Unfortunately the MTBF isn't what most people think...
It is not how long an individual drive will last.
Manufacturers expect their drives to last as long as the warranty, after that it really isn't their problem. Older electromagnetic platter hard drives will seize up after 10 or so years. Integrated circuits last an extremely long time, but other components (notably capacitors) wear out after somewhat predictable number of cycles.
It is how many of these drives you would need to expect 1 drive to fail every hour.
As others have pointed out manufactures do various testing over a reasonable period of time and determine a failure rate. There's a fair amount of variance in these sorts of tests and marketing often has "input" as to what the final number should be. Regardless they make a best effort guess as to how many drives would be needed to average one failure per hour.
For situations with less drives you can infer a statistical probability of failure based on the MTBF, but keep in mind that failures in well designed products should follow a "bathtub" curve - that is higher failure rates when devices are initially put into service and after their warranty period has expired, with lower failure rates in between.
They come from a statistical evaluation based on a small sample size and a short amount of time. There's really no universally agreed upon method or process so it's really just silly 'marketing'.
This article may explain it a bit more. And Wikipedia has some formulas which might be what you're looking for?
Essentially, for nearly everything (including general household machines such as a dishwasher) several products are run for X amount of time. How many failures happen during this period are used to calculate the MTFB.
It's of course not feasible to run products through an entire lifecycle, i.e SSDs, which will last a long time. They are mostly limited by the amount of writes rather than mechanical failure (which is what MTFB is for)

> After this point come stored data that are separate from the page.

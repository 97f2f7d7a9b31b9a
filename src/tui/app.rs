use std::io;
use std::time::Duration;

use crossterm::event::{self, Event, KeyEventKind};
use crossterm::execute;
use crossterm::terminal::{
    EnterAlternateScreen, LeaveAlternateScreen, disable_raw_mode, enable_raw_mode,
};
use ratatui::Terminal;
use ratatui::backend::CrosstermBackend;

use crate::model::{Config, TaskList, Timestamp, ViewState};
use crate::ops::order::{new_position, sort_tasks};
use crate::ops::task_ops;

use super::input;
use super::render;
use super::theme::Theme;

/// How long one loop iteration waits for a key before redrawing
const POLL_INTERVAL: Duration = Duration::from_millis(100);

/// Current interaction mode
#[derive(Debug, Clone, Copy, PartialEq, Eq)]
pub enum Mode {
    Navigate,
    /// Typing the text of a new task in the status row
    Add,
}

/// A user action, decoded from a key press
#[derive(Debug, Clone, PartialEq, Eq)]
pub enum Intent {
    MoveUp,
    MoveDown,
    Advance,
    Reset,
    MarkPriority,
    Append(String),
    Quit,
}

/// Main application state
pub struct App {
    /// The list, always in canonical order between intents
    pub list: TaskList,
    pub view: ViewState,
    pub theme: Theme,
    pub week_headers: bool,
    pub mode: Mode,
    pub should_quit: bool,
    /// Help overlay visible
    pub show_help: bool,
    /// Text typed in Add mode
    pub edit_buffer: String,
    /// Transient message shown in the status row
    pub status_message: Option<String>,
    /// Rows available to the list, updated on every render
    pub visible_rows: usize,
}

impl App {
    pub fn new(mut list: TaskList, config: &Config) -> Self {
        sort_tasks(&mut list);
        App {
            list,
            view: ViewState::new(),
            theme: Theme::from_config(&config.colors, config.unicode),
            week_headers: config.week_headers,
            mode: Mode::Navigate,
            should_quit: false,
            show_help: false,
            edit_buffer: String::new(),
            status_message: None,
            visible_rows: 1,
        }
    }

    /// Apply one intent. At most one task changes per call.
    pub fn apply(&mut self, intent: Intent, now: Timestamp) {
        let len = self.list.len();
        match intent {
            Intent::MoveUp => self.view.move_up(len),
            Intent::MoveDown => self.view.move_down(len, self.visible_rows),
            Intent::Advance => self.update_selected(|task| task_ops::advance(task, now)),
            Intent::Reset => self.update_selected(task_ops::reset),
            Intent::MarkPriority => {
                self.update_selected(|task| task_ops::mark_priority(task, now))
            }
            Intent::Append(text) => match task_ops::append(&mut self.list, &text, now) {
                Ok(()) => {
                    tracing::info!(text = %text, "task added");
                    self.resort_following(0);
                }
                Err(e) => self.status_message = Some(e.to_string()),
            },
            Intent::Quit => self.should_quit = true,
        }
    }

    /// Mutate the highlighted task, then re-sort keeping it highlighted
    fn update_selected(&mut self, f: impl FnOnce(&mut crate::model::Task)) {
        let Ok(idx) = self.view.selected(self.list.len()) else {
            return;
        };
        if let Ok(task) = self.list.get_mut(idx) {
            let before = task.state;
            f(&mut *task);
            tracing::debug!(from = ?before, to = ?task.state, "state change");
        }
        self.resort_following(idx);
    }

    fn resort_following(&mut self, old_idx: usize) {
        let perm = sort_tasks(&mut self.list);
        let new_idx = new_position(&perm, old_idx).unwrap_or(old_idx);
        self.view.select(new_idx, self.list.len(), self.visible_rows);
    }

    /// Counts per state for the status row: (open, doing or in review, done)
    pub fn summary(&self) -> (usize, usize, usize) {
        use crate::model::TaskState;
        let mut open = 0;
        let mut active = 0;
        let mut done = 0;
        for task in &self.list {
            match task.state {
                TaskState::Done => done += 1,
                TaskState::Doing | TaskState::InReview => active += 1,
                TaskState::NotStarted | TaskState::Priority => open += 1,
            }
        }
        (open, active, done)
    }
}

/// Current time in seconds since the epoch
pub fn now() -> Timestamp {
    chrono::Utc::now().timestamp()
}

/// Run the TUI over `list`. The list comes back even when the terminal
/// fails, carrying every change made before the failure.
pub fn run(list: TaskList, config: &Config) -> (TaskList, Result<(), Box<dyn std::error::Error>>) {
    let mut app = App::new(list, config);
    let result = run_terminal(&mut app);
    if let Err(ref e) = result {
        tracing::warn!(error = %e, "terminal session failed");
    }
    (app.list, result)
}

fn run_terminal(app: &mut App) -> Result<(), Box<dyn std::error::Error>> {
    // Setup terminal
    enable_raw_mode()?;

    // Install panic hook to restore terminal on panic
    let original_hook = std::panic::take_hook();
    std::panic::set_hook(Box::new(move |panic_info| {
        let _ = disable_raw_mode();
        let _ = execute!(io::stdout(), LeaveAlternateScreen);
        original_hook(panic_info);
    }));

    let result = run_alternate_screen(app);

    // Restore terminal
    disable_raw_mode()?;
    result
}

fn run_alternate_screen(app: &mut App) -> Result<(), Box<dyn std::error::Error>> {
    let mut stdout = io::stdout();
    execute!(stdout, EnterAlternateScreen)?;
    let result = run_session(app);
    execute!(io::stdout(), LeaveAlternateScreen)?;
    result
}

fn run_session(app: &mut App) -> Result<(), Box<dyn std::error::Error>> {
    let backend = CrosstermBackend::new(io::stdout());
    let mut terminal = Terminal::new(backend)?;
    terminal.clear()?;
    let result = run_event_loop(&mut terminal, app);
    terminal.show_cursor()?;
    result
}

fn run_event_loop(
    terminal: &mut Terminal<CrosstermBackend<io::Stdout>>,
    app: &mut App,
) -> Result<(), Box<dyn std::error::Error>> {
    loop {
        terminal.draw(|frame| render::render(frame, app))?;

        if event::poll(POLL_INTERVAL)?
            && let Event::Key(key) = event::read()?
            && key.kind == KeyEventKind::Press
        {
            input::handle_key(app, key, now());
        }

        if app.should_quit {
            break;
        }
    }
    Ok(())
}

Bad news about MTBF is that common evaluation metodics suppose evenly distributed write load among all NAND cells. But cells are grouped into the clusters and when one single cell fails - whole cluster is marked as dead and is replaced with new one from the reserve. Usually reserve is about 20% of the SSD volume. When reserve is exhausted whole SSD will be marked as dead.

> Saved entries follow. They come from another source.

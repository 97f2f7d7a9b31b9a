use unicode_segmentation::UnicodeSegmentation;
use unicode_width::UnicodeWidthStr;

/// Display width in terminal cells. Tabs count as 4 cells.
pub fn display_width(s: &str) -> usize {
    s.graphemes(true).map(grapheme_display_width).sum()
}

/// Truncate a string to fit within `max_cells` terminal cells, appending `…` if truncated.
pub fn truncate_to_width(s: &str, max_cells: usize) -> String {
    if max_cells == 0 {
        return String::new();
    }
    if display_width(s) <= max_cells {
        return s.to_string();
    }
    if max_cells <= 1 {
        return "\u{2026}".to_string();
    }
    let budget = max_cells - 1; // reserve 1 cell for '…'
    let mut width = 0;
    let mut result = String::new();
    for grapheme in s.graphemes(true) {
        let gw = grapheme_display_width(grapheme);
        if width + gw > budget {
            break;
        }
        width += gw;
        result.push_str(grapheme);
    }
    result.push('\u{2026}');
    result
}

/// Replace tabs with four spaces so the terminal width matches `display_width`
pub fn expand_tabs(s: &str) -> String {
    s.replace('\t', "    ")
}

fn grapheme_display_width(g: &str) -> usize {
    if g == "\t" {
        return 4;
    }
    UnicodeWidthStr::width(g)
}
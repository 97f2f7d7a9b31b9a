pub mod order;
pub mod task_ops;
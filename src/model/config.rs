use std::collections::HashMap;
use std::path::PathBuf;

use serde::{Deserialize, Serialize};

/// Color names accepted in the `[colors]` config table
pub const COLOR_KEYS: &[&str] = &[
    "background",
    "text",
    "text_bright",
    "highlight",
    "dim",
    "not_started",
    "priority",
    "doing",
    "review",
    "done",
    "selection_bg",
    "selection_border",
];

/// Configuration from config.toml
#[derive(Debug, Clone, PartialEq, Eq, Serialize, Deserialize)]
#[serde(deny_unknown_fields)]
pub struct Config {
    /// Path to the list file. `~/` is expanded against `$HOME`.
    /// Default: `~/.todolist`
    #[serde(default = "default_list_file")]
    pub list_file: String,
    /// Draw Unicode state glyphs instead of ASCII
    #[serde(default)]
    pub unicode: bool,
    /// Insert a header row where the list crosses into a new ISO week
    #[serde(default = "default_true")]
    pub week_headers: bool,
    /// Theme color overrides, e.g. `doing = "#44DDFF"`
    #[serde(default)]
    pub colors: HashMap<String, String>,
}

impl Default for Config {
    fn default() -> Self {
        Config {
            list_file: default_list_file(),
            unicode: false,
            week_headers: true,
            colors: HashMap::new(),
        }
    }
}

fn default_list_file() -> String {
    "~/.todolist".to_string()
}

fn default_true() -> bool {
    true
}

impl Config {
    /// The list file with a leading `~/` replaced by the home directory
    pub fn list_path(&self) -> PathBuf {
        match self.list_file.strip_prefix("~/") {
            Some(rest) => home_dir().join(rest),
            None if self.list_file == "~" => home_dir(),
            None => PathBuf::from(&self.list_file),
        }
    }
}

/// Get the user's home directory
pub fn home_dir() -> PathBuf {
    std::env::var("HOME")
        .map(PathBuf::from)
        .unwrap_or_else(|_| PathBuf::from("/"))
}
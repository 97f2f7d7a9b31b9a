use crate::model::list::IndexError;

/// Cursor and scroll position over the sorted list.
///
/// Holds positions only. Every operation takes the current list length and
/// the number of visible rows, and keeps
/// `selection < len`, `scroll <= selection` and
/// `selection - scroll < visible_rows` whenever the list is non-empty.
#[derive(Debug, Clone, Copy, Default, PartialEq, Eq)]
pub struct ViewState {
    /// Highlighted row, by position in the sorted list
    pub selection_index: usize,
    /// First visible row
    pub scroll_offset: usize,
}

impl ViewState {
    pub fn new() -> Self {
        ViewState::default()
    }

    pub fn move_up(&mut self, len: usize) {
        if len == 0 {
            return;
        }
        if self.selection_index == 0 {
            return;
        }
        self.selection_index -= 1;
        if self.selection_index < self.scroll_offset {
            if self.scroll_offset == 0 {
                self.selection_index = 0;
            } else {
                self.scroll_offset -= 1;
            }
        }
    }

    pub fn move_down(&mut self, len: usize, visible_rows: usize) {
        if len == 0 {
            return;
        }
        let rows = visible_rows.max(1);
        self.selection_index = (self.selection_index + 1).min(len - 1);
        if self.selection_index - self.scroll_offset >= rows {
            self.scroll_offset += 1;
        }
    }

    /// Move the selection to `index` (clamped), scrolling as little as possible
    pub fn select(&mut self, index: usize, len: usize, visible_rows: usize) {
        if len == 0 {
            *self = ViewState::default();
            return;
        }
        self.selection_index = index.min(len - 1);
        self.clamp(len, visible_rows);
    }

    /// Restore the bounds after the list or the terminal size changed
    pub fn clamp(&mut self, len: usize, visible_rows: usize) {
        if len == 0 {
            *self = ViewState::default();
            return;
        }
        let rows = visible_rows.max(1);
        self.selection_index = self.selection_index.min(len - 1);
        if self.scroll_offset > self.selection_index {
            self.scroll_offset = self.selection_index;
        }
        if self.selection_index - self.scroll_offset >= rows {
            self.scroll_offset = self.selection_index + 1 - rows;
        }
    }

    /// Scroll one row towards the selection, if it is below the top row
    pub fn nudge_scroll(&mut self) -> bool {
        if self.scroll_offset < self.selection_index {
            self.scroll_offset += 1;
            true
        } else {
            false
        }
    }

    /// Position of the highlighted task
    pub fn selected(&self, len: usize) -> Result<usize, IndexError> {
        if self.selection_index < len {
            Ok(self.selection_index)
        } else {
            Err(IndexError {
                index: self.selection_index,
                len,
            })
        }
    }
}

#[cfg(test)]
mod tests {
    use super::*;

    fn assert_bounds(view: &ViewState, len: usize, rows: usize) {
        if len == 0 {
            assert_eq!(*view, ViewState::default());
            return;
        }
        assert!(view.selection_index < len, "{:?} len={}", view, len);
        assert!(view.scroll_offset <= view.selection_index, "{:?}", view);
        assert!(
            view.selection_index - view.scroll_offset < rows,
            "{:?} rows={}",
            view,
            rows
        );
    }

    #[test]
    fn move_down_scrolls_at_bottom_edge() {
        let mut view = ViewState::new();
        for _ in 0..3 {
            view.move_down(10, 3);
        }
        assert_eq!(view.selection_index, 3);
        assert_eq!(view.scroll_offset, 1);
    }

    #[test]
    fn move_down_clamps_at_last_row() {
        let mut view = ViewState::new();
        for _ in 0..5 {
            view.move_down(2, 10);
        }
        assert_eq!(view.selection_index, 1);
        assert_eq!(view.scroll_offset, 0);
    }

    #[test]
    fn move_up_scrolls_back() {
        let mut view = ViewState {
            selection_index: 4,
            scroll_offset: 4,
        };
        view.move_up(10);
        assert_eq!(view.selection_index, 3);
        assert_eq!(view.scroll_offset, 3);
    }

    #[test]
    fn move_up_at_top_stays_at_zero() {
        let mut view = ViewState::new();
        view.move_up(5);
        view.move_up(5);
        assert_eq!(view, ViewState::default());
    }

    #[test]
    fn moves_on_empty_list_are_noops() {
        let mut view = ViewState::new();
        view.move_down(0, 5);
        view.move_up(0);
        assert_eq!(view, ViewState::default());
        assert!(view.selected(0).is_err());
    }

    #[test]
    fn selected_reports_position() {
        let mut view = ViewState::new();
        view.move_down(3, 5);
        assert_eq!(view.selected(3), Ok(1));
    }

    #[test]
    fn clamp_after_shrink_and_resize() {
        let mut view = ViewState {
            selection_index: 9,
            scroll_offset: 5,
        };
        view.clamp(4, 2);
        assert_bounds(&view, 4, 2);
        assert_eq!(view.selection_index, 3);
        assert_eq!(view.scroll_offset, 2);
    }

    #[test]
    fn select_follows_a_moved_task() {
        let mut view = ViewState::new();
        view.select(7, 10, 3);
        assert_bounds(&view, 10, 3);
        assert_eq!(view.selection_index, 7);
        view.select(0, 10, 3);
        assert_eq!(view.selection_index, 0);
        assert_eq!(view.scroll_offset, 0);
    }

    #[test]
    fn nudge_scroll_stops_at_selection() {
        let mut view = ViewState {
            selection_index: 2,
            scroll_offset: 1,
        };
        assert!(view.nudge_scroll());
        assert!(!view.nudge_scroll());
        assert_eq!(view.scroll_offset, 2);
    }

    #[test]
    fn bounds_hold_for_any_move_sequence() {
        // Deterministic LCG so the sequence is reproducible
        let mut seed: u64 = 0x2545_F491_4F6C_DD1D;
        let mut next = || {
            seed = seed.wrapping_mul(6364136223846793005).wrapping_add(1442695040888963407);
            (seed >> 33) as usize
        };

        for len in 0..12 {
            for rows in 1..6 {
                let mut view = ViewState::new();
                for _ in 0..200 {
                    if next() % 2 == 0 {
                        view.move_up(len);
                    } else {
                        view.move_down(len, rows);
                    }
                    assert_bounds(&view, len, rows);
                    if len > 0 {
                        assert!(view.selected(len).is_ok());
                    }
                }
            }
        }
    }
}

IRL SSD contains persistent data as well as volatile. Imagine that you have 90% of SSD filled with static data, and the 10% rest is under the heavy write load. SSD controller spread the load among the available free clusters. That 10% exhausts their lifespan 10 times faster than you have estimated. They will be replaced from the reserve again and again till the end.
In the really bad case where persistent/volatile data amount is 30:1 or greater, for example - pile of photos and relatively small database for popular website, your SSD will die in a year.

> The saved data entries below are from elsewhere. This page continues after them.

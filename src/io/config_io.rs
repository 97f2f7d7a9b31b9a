use std::fs;
use std::io::ErrorKind;
use std::path::{Path, PathBuf};

use crate::model::config::{COLOR_KEYS, Config, home_dir};
use crate::util::color::parse_hex_color;

/// Error type for configuration loading
#[derive(Debug, thiserror::Error)]
pub enum ConfigError {
    #[error("could not read {path}: {source}")]
    Read {
        path: PathBuf,
        source: std::io::Error,
    },
    #[error("could not parse {path}: {source}")]
    Parse {
        path: PathBuf,
        source: toml::de::Error,
    },
    #[error("unknown color \"{0}\" in [colors]")]
    UnknownColor(String),
    #[error("invalid color value \"{value}\" for \"{key}\" (expected #RRGGBB)")]
    InvalidColor { key: String, value: String },
}

/// Get the config file path, respecting XDG_CONFIG_HOME
pub fn config_path() -> PathBuf {
    let config_dir = std::env::var("XDG_CONFIG_HOME")
        .ok()
        .filter(|v| !v.is_empty())
        .map(PathBuf::from)
        .unwrap_or_else(|| home_dir().join(".config"));
    config_dir.join("todolist").join("config.toml")
}

/// Read the config from the default location
pub fn read_config() -> Result<Config, ConfigError> {
    read_config_from(&config_path())
}

/// Read and validate a config file. A missing file yields the defaults;
/// anything present must be fully understood.
pub fn read_config_from(path: &Path) -> Result<Config, ConfigError> {
    let text = match fs::read_to_string(path) {
        Ok(text) => text,
        Err(e) if e.kind() == ErrorKind::NotFound => {
            tracing::debug!(path = %path.display(), "no config file, using defaults");
            return Ok(Config::default());
        }
        Err(e) => {
            return Err(ConfigError::Read {
                path: path.to_path_buf(),
                source: e,
            });
        }
    };
    let config: Config = toml::from_str(&text).map_err(|e| ConfigError::Parse {
        path: path.to_path_buf(),
        source: e,
    })?;
    validate(&config)?;
    Ok(config)
}

/// Reject color overrides the theme would not understand
fn validate(config: &Config) -> Result<(), ConfigError> {
    for (key, value) in &config.colors {
        if !COLOR_KEYS.contains(&key.as_str()) {
            return Err(ConfigError::UnknownColor(key.clone()));
        }
        if parse_hex_color(value).is_none() {
            return Err(ConfigError::InvalidColor {
                key: key.clone(),
                value: value.clone(),
            });
        }
    }
    Ok(())
}
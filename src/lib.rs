pub mod cli;
pub mod io;
pub mod model;
pub mod ops;
pub mod parse;
pub mod tui;
pub mod util;
use std::collections::VecDeque;

use crate::model::task::Task;

/// Position outside the bounds of a list
#[derive(Debug, Clone, Copy, PartialEq, Eq, thiserror::Error)]
#[error("index {index} out of bounds for list of {len} tasks")]
pub struct IndexError {
    pub index: usize,
    pub len: usize,
}

/// Ordered collection that owns every task record
#[derive(Debug, Clone, Default, PartialEq, Eq)]
pub struct TaskList {
    tasks: VecDeque<Task>,
}

impl TaskList {
    pub fn new() -> Self {
        TaskList::default()
    }

    /// Build a list in the given order
    pub fn from_tasks(tasks: impl IntoIterator<Item = Task>) -> Self {
        TaskList {
            tasks: tasks.into_iter().collect(),
        }
    }

    /// Insert a task at the front
    pub fn prepend(&mut self, task: Task) {
        self.tasks.push_front(task);
    }

    pub fn get(&self, index: usize) -> Result<&Task, IndexError> {
        let len = self.tasks.len();
        self.tasks.get(index).ok_or(IndexError { index, len })
    }

    pub fn get_mut(&mut self, index: usize) -> Result<&mut Task, IndexError> {
        let len = self.tasks.len();
        self.tasks.get_mut(index).ok_or(IndexError { index, len })
    }

    /// Take the task at `index` out of the list
    pub fn remove(&mut self, index: usize) -> Result<Task, IndexError> {
        let len = self.tasks.len();
        self.tasks.remove(index).ok_or(IndexError { index, len })
    }

    pub fn count(&self) -> usize {
        self.tasks.len()
    }

    pub fn len(&self) -> usize {
        self.tasks.len()
    }

    pub fn is_empty(&self) -> bool {
        self.tasks.is_empty()
    }

    pub fn iter(&self) -> impl Iterator<Item = &Task> {
        self.tasks.iter()
    }

    /// Contiguous mutable view, for in-place sorting
    pub fn as_mut_slice(&mut self) -> &mut [Task] {
        self.tasks.make_contiguous()
    }
}

impl<'a> IntoIterator for &'a TaskList {
    type Item = &'a Task;
    type IntoIter = std::collections::vec_deque::Iter<'a, Task>;

    fn into_iter(self) -> Self::IntoIter {
        self.tasks.iter()
    }
}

One of my customers was very impressed with SSD characteristics and insisted to equip his DBMS-server with pair of them. In the next 12 months we have replaced both of them twice.
But accordingly to the marketing materials lifespan of SSD is 170 years. Sure.
MTBF is not relevant for measuring SSD drive endurance since SSD is not sensitive for the time itself like ordinary spinning HDD drive but for the number of re-writes for SSD cells. More relevant measure for SSD is Drive Writes Per Day (DWPD). For example some enterprise class SSD disks 3.2TB endurance would be 3 DWPD for 5 years.
Some times SSD vendor provide endurance in terms of (Total) Terabytes Written (TBW) or "Write Cycles" which can be easily translated to DWPD and vice versa knowing time and maximum throughput for the given SSD drive.
For the given example with 3.2Tb SSD drive:
TBW = DriveSize * Years * DWPD;
TBW = 3.2TB * 5*365 * 3d = 17520 TB for 5 years
If the drive provide 80 MByte per second sustainable write throughput, then
WriteCycles = DWPD * Years;
WriteCycles = 3 * 365*5 = 5475 total write cycles for the given disk
What is important to notice we are calculating the worst case if you will provide 100% utilization throughput for the drive (which is very likely not possible).